TROPICAL RAINFORESTS AND DEFORESTATION

INTRODUCTION

The concern about the present speed of global tropical deforestation and tropical forest losses that have already occurred, especially during the last decades, is so widespread that the issue is now commonly perceived as a major international one. Part of the concern explicitly highlights the potential damage for people, both current and future generations; another area of concern merely focuses on the vulnerability of the ecosystems. Often, however, these two major concerns about tropical deforestation are seen as going hand in hand.
One has to admit that tropical deforestation may have economic benefits for various groups involved, at least in the short term, but it can also have serious economic repercussions. One of the main economic benefits from tropical deforestation is the increased land area that becomes available for economic use, such as for shifting cultivation, plantation or agroforestry or cattle ranching. If the deforestation is due to logging, another benefit is the availability of timber.
The costs, however, are first of all related to lost opportunities, through the production of non-timber products (e.g. through the traditional hunting-gathering tribes, but also through a more 'commercial' approach), or through recreation (ecotourism). After all tropical forests have built up the world’s largest biomass per hectare and contain a great diversity of plant and animal species. In addition, deforestation can have an adverse impact on the fertility of the area through soil erosion and runoffs. The costs in downstream areas can be sizeable indeed, because forests have a twofold buffer activity; first, the tree canopy intercepts the rain, and second, the humus and the roots absorb and recycle water. Loss of these functions results in rivers coming from deforested lands flooding excessively after a downpour, but quickly running dry thereafter (e.g. the Himalaya slopes versus the rivers in the Ganges plain and Bangladesh).

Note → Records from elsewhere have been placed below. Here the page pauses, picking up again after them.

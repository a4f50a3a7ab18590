use rand::rngs::StdRng;
use rand::seq::SliceRandom;
use rand::SeedableRng;

/// Order in which trial indices are assigned to batches
#[derive(Debug, Clone, Copy, PartialEq, Eq)]
pub enum BatchOrder {
    /// Indices stay in ascending order
    Sequential,
    /// Indices are permuted with a generator seeded from `seed`
    Shuffled { seed: u64 },
}

/// Partitions `0..n_trials` into batches of nearly equal size
///
/// The number of batches is `ceil(n_trials / batch_size)`. Trials are spread
/// so that sizes differ by at most one, with the larger batches first, and no
/// batch exceeds `batch_size`.
///
/// # Arguments
/// * `n_trials` - Number of trials to partition
/// * `batch_size` - Upper bound on the batch size, must be positive
/// * `order` - Whether to shuffle the indices before partitioning
///
/// # Returns
/// One vector of trial indices per batch, empty when `n_trials` is zero
pub fn balanced_batches(n_trials: usize, batch_size: usize, order: BatchOrder) -> Vec<Vec<usize>> {
    debug_assert!(batch_size > 0);
    if n_trials == 0 || batch_size == 0 {
        return Vec::new();
    }

    let mut indices: Vec<usize> = (0..n_trials).collect();
    if let BatchOrder::Shuffled { seed } = order {
        indices.shuffle(&mut StdRng::seed_from_u64(seed));
    }

    let n_batches = n_trials.div_ceil(batch_size);
    let base_size = n_trials / n_batches;
    let n_larger = n_trials % n_batches;

    let mut batches = Vec::with_capacity(n_batches);
    let mut start = 0;
    for batch_idx in 0..n_batches {
        let size = if batch_idx < n_larger {
            base_size + 1
        } else {
            base_size
        };
        batches.push(indices[start..start + size].to_vec());
        start += size;
    }

    batches
}
/// Two-dimensional tensor used for batched network activations and parameters.
///
/// Image-like activations are stored one sample per row, flattened
/// channel-major as `[channel][height][width]`.
#[derive(Debug, Clone, PartialEq)]
pub struct Tensor {
    /// Flattened storage of tensor elements
    pub data: Vec<f32>,
    /// Shape as (rows, columns)
    pub shape: (usize, usize),
}

impl Tensor {
    /// Creates a new tensor with default shape (1, n)
    pub fn new(data: Vec<f32>) -> Self {
        let n = data.len();
        Tensor {
            data,
            shape: (1, n),
        }
    }

    /// Creates a new tensor with specified shape
    pub fn new_with_shape(data: Vec<f32>, shape: (usize, usize)) -> Self {
        debug_assert_eq!(data.len(), shape.0 * shape.1);
        Tensor { data, shape }
    }

    /// Creates a tensor filled with zeros
    pub fn zeros(shape: (usize, usize)) -> Self {
        Tensor {
            data: vec![0.0; shape.0 * shape.1],
            shape,
        }
    }

    /// Creates a zero-filled tensor with same shape as self
    pub fn zeros_like(&self) -> Self {
        Tensor {
            data: vec![0.0; self.data.len()],
            shape: self.shape,
        }
    }

    /// Stacks tensors with equal column counts on top of each other
    pub fn concat_rows(parts: Vec<Tensor>) -> Tensor {
        let cols = parts.first().map_or(0, |part| part.shape.1);
        let rows = parts.iter().map(|part| part.shape.0).sum();

        let mut data = Vec::with_capacity(rows * cols);
        for part in parts {
            debug_assert_eq!(part.shape.1, cols);
            data.extend(part.data);
        }

        Tensor::new_with_shape(data, (rows, cols))
    }

    /// Returns a single row as a slice
    pub fn row(&self, index: usize) -> &[f32] {
        let cols = self.shape.1;
        &self.data[index * cols..(index + 1) * cols]
    }

    /// Matrix multiplication using optimized implementation
    pub fn matmul(&self, other: &Tensor) -> Tensor {
        let (m, n) = self.shape;
        let (k, p) = other.shape;
        assert_eq!(n, k, "matmul dimension mismatch");

        let mut result = vec![0.0; m * p];

        // Bounds are guaranteed by the shape assertion above
        unsafe {
            for i in 0..m {
                for k in 0..n {
                    let a_val = *self.data.get_unchecked(i * n + k);
                    let row_offset = i * p;
                    let other_row_offset = k * p;

                    for j in 0..p {
                        *result.get_unchecked_mut(row_offset + j) +=
                            a_val * *other.data.get_unchecked(other_row_offset + j);
                    }
                }
            }
        }

        Tensor::new_with_shape(result, (m, p))
    }

    /// Matrix transpose operation
    pub fn transpose(&self) -> Tensor {
        let (rows, cols) = self.shape;
        let mut result = vec![0.0; self.data.len()];

        unsafe {
            for i in 0..rows {
                let row_offset = i * cols;
                for j in 0..cols {
                    *result.get_unchecked_mut(j * rows + i) =
                        *self.data.get_unchecked(row_offset + j);
                }
            }
        }

        Tensor::new_with_shape(result, (cols, rows))
    }

    /// Applies log-softmax across each row
    pub fn log_softmax(&self) -> Tensor {
        let (rows, cols) = self.shape;
        let mut data = vec![0.0; self.data.len()];

        for row in 0..rows {
            let offset = row * cols;
            let values = &self.data[offset..offset + cols];

            // Shift by the row maximum for numerical stability
            let max_val = values.iter().fold(f32::MIN, |acc, &v| acc.max(v));
            let log_sum = values
                .iter()
                .map(|&v| (v - max_val).exp())
                .sum::<f32>()
                .ln();

            for (out, &v) in data[offset..offset + cols].iter_mut().zip(values) {
                *out = v - max_val - log_sum;
            }
        }

        Tensor {
            data,
            shape: self.shape,
        }
    }

    /// Index of the largest value in each row, first index wins on ties
    pub fn argmax_rows(&self) -> Vec<usize> {
        (0..self.shape.0)
            .map(|row| {
                let mut max_idx = 0;
                let mut max_val = f32::NEG_INFINITY;
                for (j, &v) in self.row(row).iter().enumerate() {
                    if v > max_val {
                        max_val = v;
                        max_idx = j;
                    }
                }
                max_idx
            })
            .collect()
    }

    /// Unfolds every kernel-sized patch of a batch of images into a row
    ///
    /// # Arguments
    /// * `channels` - Number of image channels
    /// * `size` - Image size as (height, width)
    /// * `kernel` - Kernel size as (height, width)
    /// * `stride` - Stride as (height, width)
    ///
    /// # Returns
    /// Tensor of shape (batch * out_height * out_width, channels * kernel_h * kernel_w)
    pub fn im2row(
        &self,
        channels: usize,
        size: (usize, usize),
        kernel: (usize, usize),
        stride: (usize, usize),
    ) -> Tensor {
        let batch_size = self.shape.0;
        let (height, width) = size;
        let (kernel_h, kernel_w) = kernel;
        let (stride_h, stride_w) = stride;
        debug_assert_eq!(self.shape.1, channels * height * width);

        let out_height = (height - kernel_h) / stride_h + 1;
        let out_width = (width - kernel_w) / stride_w + 1;
        let row_len = channels * kernel_h * kernel_w;

        let mut rows = vec![0.0; batch_size * out_height * out_width * row_len];

        // Extract patches and arrange them as rows
        for b in 0..batch_size {
            for h in 0..out_height {
                for w in 0..out_width {
                    let row_offset = ((b * out_height + h) * out_width + w) * row_len;
                    for c in 0..channels {
                        for kh in 0..kernel_h {
                            let in_h = h * stride_h + kh;
                            for kw in 0..kernel_w {
                                let in_w = w * stride_w + kw;

                                let row_idx = row_offset + (c * kernel_h + kh) * kernel_w + kw;
                                let im_idx = ((b * channels + c) * height + in_h) * width + in_w;

                                rows[row_idx] = self.data[im_idx];
                            }
                        }
                    }
                }
            }
        }

        Tensor::new_with_shape(rows, (batch_size * out_height * out_width, row_len))
    }

    /// Folds patch rows back into images, summing overlapping contributions.
    /// Inverse layout of [`Tensor::im2row`].
    pub fn row2im(
        &self,
        channels: usize,
        size: (usize, usize),
        kernel: (usize, usize),
        stride: (usize, usize),
    ) -> Tensor {
        let (height, width) = size;
        let (kernel_h, kernel_w) = kernel;
        let (stride_h, stride_w) = stride;

        let out_height = (height - kernel_h) / stride_h + 1;
        let out_width = (width - kernel_w) / stride_w + 1;
        let row_len = channels * kernel_h * kernel_w;
        debug_assert_eq!(self.shape.1, row_len);

        let batch_size = self.shape.0 / (out_height * out_width);
        let mut img = vec![0.0; batch_size * channels * height * width];

        for b in 0..batch_size {
            for h in 0..out_height {
                for w in 0..out_width {
                    let row_offset = ((b * out_height + h) * out_width + w) * row_len;
                    for c in 0..channels {
                        for kh in 0..kernel_h {
                            let im_h = h * stride_h + kh;
                            for kw in 0..kernel_w {
                                let im_w = w * stride_w + kw;

                                let row_idx = row_offset + (c * kernel_h + kh) * kernel_w + kw;
                                let im_idx = ((b * channels + c) * height + im_h) * width + im_w;

                                img[im_idx] += self.data[row_idx];
                            }
                        }
                    }
                }
            }
        }

        Tensor::new_with_shape(img, (batch_size, channels * height * width))
    }
}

Another negative factor in deforestation is that the local climate can be adversely affected, often in an unquantifiable way. Since evaporation greatly increases the humidity in the vicinity of a forest, the taller the forest the more water it puts into circulation. This removes from a local climate the extremes of heat, cold and drought. If the supply of water vapour dwindles, the zones which suit certain crops soon shift and/or become narrower (especially in the large continental masses of Africa and Latin America).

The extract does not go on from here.